Pourquoi cette épée est-elle aussi importante ?

L’épée de Charlemagne image principale est nommée Joyeuse dans la Chanson de Roland. Cette épée représente à elle seule plusieurs aspects importants des mentalités médiévales. Elle est d’abord un instrument du sacre et un emblème fort de la royauté française. Cet objet prestigieux aurait appartenu à Charlemagne image 1, souverain qui reste un modèle pour ses successeurs jusqu’au XIXe siècle.

Joyeuse au fil du temps

L’épée de Charlemagne a été travaillée du Xe au XIXe siècle. Les entrelacs du pommeau image b sont similaires à des objets scandinaves des Xe et XIe siècles image 2. Les animaux merveilleux du quillon image c sont typiques du XIIe siècle image 3. Les losanges de la fusée image d datent du XIIIe ou XIVe siècle. La lame a été forgée au Moyen Âge, mais à une période indéterminée. Quant au fourreau image e, si la plaque ornée de gemmes image f a été réalisée au XIIIe siècle, le velours brodé a été refait en 1825. Charlemagne ayant été couronné empereur en l’an 800 image 4, la partie la plus ancienne de Joyeuse lui est donc postérieure. L’épée a été fabriquée après sa mort. Cette incohérence chronologique n’est pas connue des rois et aurait de toute façon peu importé. L’essentiel est le symbole qu’elle véhicule ; aux yeux de tous, Joyeuse incarne Charlemagne. Le roi qui la possède légitime sa position car il se place dans la lignée de l’empereur, modèle prestigieux des origines de la royauté française.

Une épée personnifiée

Joyeuse image principale, Durandal (épée de Roland) image 5 … qu’elles soient la propriété d’un personnage historique ou d’un héros de légende, les épées prestigieuses portent des noms. Cette personnification leur confère un caractère mythique, parfois surnaturel. Elles sont des actrices à part entière du destin de leur chevalier, duquel elles sont indissociables. Ainsi, Charlemagne est représenté avec son inséparable épée Joyeuse jusque dans l’art populaire  de la fin du XIXe et du début du XXe siècle. Cette personnification d’un objet est une pratique courante au Moyen Âge. Les outils de la vie quotidienne sont nommés et bénis par un prêtre avant leur première utilisation, comme la cloche d’une église, le marteau d’un forgeron… ou l’épée d’un chevalier.

Une épée sacrée

Joyeuse appartient aux regalia, c’est-à-dire les insignes du sacre des rois. Elle est ainsi l’un des emblèmes de la royauté française. Le sacre est un souvenir du baptême de Clovis qui a eu lieu dans la cathédrale de Reims. Le futur souverain y reçoit l’onction qui fait de lui le représentant de Dieu sur terre. Au cours de la cérémonie, lui sont remis les insignes de la chevalerie, comme les éperons image 6. Peut-être utilisée dès 1179 pour le sacre de Philippe-Auguste, Joyeuse est attestée à partir de celui de Philippe III le Hardi en 1271. Épée dynastique associée à Charlemagne, garante de la tradition de la royauté, elle est présente à toutes les cérémonies suivantes jusqu’à la dernière, celle de Charles X en 1825 image 7. Conservée avec les autres regalia dans la basilique de Saint-Denis image 8, elle survit à la Révolution française et est transférée au Louvre en 1793.

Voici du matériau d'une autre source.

//! Command-line surface, parsed on behalf of the user's target binary.

use crate::config::{self, Config, StartMethod};
use clap::{Parser, Subcommand};
use std::path::PathBuf;
use std::time::Duration;

/// Coverage-guided fuzzer for byte-oriented targets.
#[derive(Debug, Parser)]
#[command(name = "fuzz")]
pub struct Cli {
    /// Directory crashing inputs are recorded in.
    #[arg(long, global = true, default_value = "./crashes")]
    pub crash_dir: PathBuf,

    #[command(subcommand)]
    pub command: CliCommand,
}

#[derive(Debug, Subcommand)]
pub enum CliCommand {
    /// Run the fuzzing loop against the linked target.
    Fuzz {
        /// Directory of files seeding the corpus.
        seed_dir: PathBuf,

        /// State file for checkpoint/resume; omit to disable persistence.
        #[arg(long)]
        state: Option<PathBuf>,

        /// Number of parallel worker processes.
        #[arg(long, default_value_t = config::default_num_workers())]
        num_workers: usize,

        /// Global wall-clock budget in seconds.
        #[arg(long)]
        max_time: Option<u64>,

        /// Stop after this many distinct crashes.
        #[arg(long)]
        max_crashes: Option<u64>,

        /// Seconds between progress lines.
        #[arg(long, default_value_t = 3)]
        stat_frequency: u64,

        /// Seconds between state checkpoints.
        #[arg(long, default_value_t = 60)]
        checkpoint_interval: u64,

        /// Seed the corpus with previously recorded crashes.
        #[arg(long)]
        load_crashes: bool,

        /// Workers redirect stdout to /dev/null before running the target.
        #[arg(long)]
        close_stdout: bool,

        /// Workers redirect stderr to /dev/null before running the target.
        #[arg(long)]
        close_stderr: bool,

        /// Replay recorded crashes instead of fuzzing.
        #[arg(long)]
        regression: bool,

        /// Worker process creation discipline.
        #[arg(long, value_enum, default_value_t = StartMethod::Spawn)]
        start_method: StartMethod,
    },
    /// Print each recorded crash's path and a truncated payload.
    Show,
}

impl CliCommand {
    /// Builds the session configuration for a `fuzz` invocation.
    pub fn to_config(&self, crash_dir: PathBuf) -> Option<Config> {
        match self {
            CliCommand::Fuzz {
                seed_dir,
                state,
                num_workers,
                max_time,
                max_crashes,
                stat_frequency,
                checkpoint_interval,
                load_crashes,
                close_stdout,
                close_stderr,
                regression: _,
                start_method,
            } => Some(Config {
                crash_dir,
                seed_dir: seed_dir.clone(),
                state: state.clone(),
                num_workers: *num_workers,
                max_time: max_time.map(Duration::from_secs),
                max_crashes: *max_crashes,
                stat_frequency: Duration::from_secs(*stat_frequency),
                checkpoint_interval: Duration::from_secs(*checkpoint_interval),
                load_crashes: *load_crashes,
                close_stdout: *close_stdout,
                close_stderr: *close_stderr,
                start_method: *start_method,
            }),
            CliCommand::Show => None,
        }
    }
}

#[cfg(test)]
mod tests {
    use super::{Cli, CliCommand};
    use crate::config::StartMethod;
    use clap::Parser;

    #[test]
    fn fork_start_method_fails_fast() {
        let err = Cli::try_parse_from(["fuzz", "fuzz", "--start-method", "fork", "seeds"])
            .unwrap_err();
        assert_eq!(err.kind(), clap::error::ErrorKind::InvalidValue);
        // The message names the supported disciplines.
        let rendered = err.to_string();
        assert!(rendered.contains("spawn"));
        assert!(rendered.contains("forkserver"));
    }

    #[test]
    fn start_method_accepts_spawn_and_forkserver() {
        for (value, expected) in [
            ("spawn", StartMethod::Spawn),
            ("forkserver", StartMethod::Forkserver),
        ] {
            let cli =
                Cli::try_parse_from(["fuzz", "fuzz", "--start-method", value, "seeds"]).unwrap();
            match cli.command {
                CliCommand::Fuzz { start_method, .. } => assert_eq!(start_method, expected),
                _ => unreachable!(),
            }
        }
    }

    #[test]
    fn defaults_match_the_interface_contract() {
        let cli = Cli::try_parse_from(["fuzz", "fuzz", "seeds"]).unwrap();
        assert_eq!(cli.crash_dir.to_str().unwrap(), "./crashes");
        match cli.command {
            CliCommand::Fuzz {
                ref seed_dir,
                stat_frequency,
                checkpoint_interval,
                regression,
                load_crashes,
                ..
            } => {
                assert_eq!(seed_dir.to_str().unwrap(), "seeds");
                assert_eq!(stat_frequency, 3);
                assert_eq!(checkpoint_interval, 60);
                assert!(!regression);
                assert!(!load_crashes);
            }
            _ => unreachable!(),
        }
    }

    #[test]
    fn config_conversion_carries_every_flag() {
        let cli = Cli::try_parse_from([
            "fuzz",
            "--crash-dir",
            "/tmp/kr",
            "fuzz",
            "--state",
            "s.dat",
            "--num-workers",
            "2",
            "--max-time",
            "30",
            "--max-crashes",
            "1",
            "--close-stdout",
            "--load-crashes",
            "seeds",
        ])
        .unwrap();
        let config = cli.command.to_config(cli.crash_dir.clone()).unwrap();
        assert_eq!(config.crash_dir.to_str().unwrap(), "/tmp/kr");
        assert_eq!(config.num_workers, 2);
        assert_eq!(config.max_time.unwrap().as_secs(), 30);
        assert_eq!(config.max_crashes, Some(1));
        assert!(config.close_stdout);
        assert!(!config.close_stderr);
        assert!(config.load_crashes);
        assert_eq!(config.state.as_ref().unwrap().to_str().unwrap(), "s.dat");
    }

    #[test]
    fn missing_subcommand_is_an_error() {
        assert!(Cli::try_parse_from(["fuzz"]).is_err());
    }
}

Histoire et formes de l’épée

Les premières épées sont fabriquées pendant l’Âge du bronze, au IIIe millénaire av. J.-C. Elles s’améliorent considérablement avec la métallurgie du fer, devenant à la fois résistantes et flexibles. À partir de l’époque gauloise, les lames sont forgées avec du fer, malléable mais peu résistant, et de l’acier, c’est-à-dire du fer riche en carbone qui en augmente la dureté tout en le rendant plus cassant.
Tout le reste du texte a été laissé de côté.